Of course, the modeling the nonlinear behavior is difficult. My prof would say for every coefficient in SPICE's transistor models, someone dedicated his entire PhD (and there are a lot of these coefficients!).
I haven't been in touch with the field since I moved up the stack (numerical analysis/ML) I would love to learn more if there has been recent progress in this field.
The machine learning model didn’t discover something that humans didn’t know about. It abused some functions specific to the chip that could not be repeated in production or even on other chips or other configurations of the same chip.
That is a common problem with fully free form machine learning solutions: They can stumble upon something that technically works in their training set, but any human who understood the full system would never actually use due to the other problems associated with it.
> The quadratic region (before the "on") is far more energy efficient
Take a look at the structure of something like CMOS and you’ll see why running transistors in anything other than “on” or “off” is definitely not energy efficient. In fact, the transitions are where the energy usage largely goes. We try to get through that transition period as rapidly as possible because minimal current flows when the transistors reach the on or off state.

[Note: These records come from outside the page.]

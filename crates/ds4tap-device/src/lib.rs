//! Device discovery and report reading for `DualShock` 4 controllers.
//!
//! A [`HotplugMonitor`] walks the attached devices, then follows hot-plug
//! events. Every matching node gets exactly one reader thread, tracked in a
//! [`DeviceRegistry`]. Readers decode reports and publish [`ReaderEvent`]s.

pub mod backend;
mod descriptor;
mod error;
mod monitor;
mod reader;
mod registry;
mod transport;

pub use crate::descriptor::{
    DeviceDescriptor, DeviceIdentity, NodeId, TargetDevice, DUALSHOCK4_V2_PRODUCT_ID,
    INPUT_EVENT_PREFIX, SONY_VENDOR_ID,
};
pub use crate::error::{Result, TransportError};
pub use crate::monitor::{HotplugAction, HotplugEvent, HotplugMonitor, MonitorState};
pub use crate::reader::{
    spawn_reader, ReaderConfig, ReaderEvent, ReaderExit, ReaderHandle, ReaderTask,
    DEFAULT_READ_TIMEOUT,
};
pub use crate::registry::{DeviceRegistry, Registration};
pub use crate::transport::{Discovery, EventSource, HotplugStream, ReportSource, Transport};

There are other logic arrangements, but I don’t understand what you’re getting at by suggesting circuits would be more efficient. Are you referring to the reduced gate charge?
> Take a look at the structure of something like CMOS and you’ll see why running transistors in anything other than “on” or “off” is definitely not energy efficient. In fact, the transitions are where the energy usage largely goes. We try to get through that transition period as rapidly as possible because minimal current flows when the transistors reach the on or off state.
Sounds like you might be thinking of power electronic circuits rather than CMOS. In a CMOS logic circuit, current does not flow from Vdd to ground as long as either the p-type or the n-type transistor is fully switched off. The circuit under discussion was operated in subthreshold mode, in which one transistor in a complementary pair is partially switched on and the other is fully switched off. So it still only uses power during transitions, and the energy consumed in each transition is lower than in the normal mode because less voltage is switched at the transistor gate.
> In a CMOS logic circuit, current does not flow from Vdd to ground as long as either the p-type or the n-type transistor is fully switched off.
Right, but how do you get the transistor fully switched off? Think about what happens during the time when it’s transitioning between on and off.
You can run the transistors from the previous stage in a different part of the curve, but that’s not an isolated effect. Everything that impacts switching speed and reduces the current flowing to turn the next gate on or off will also impact power consumption.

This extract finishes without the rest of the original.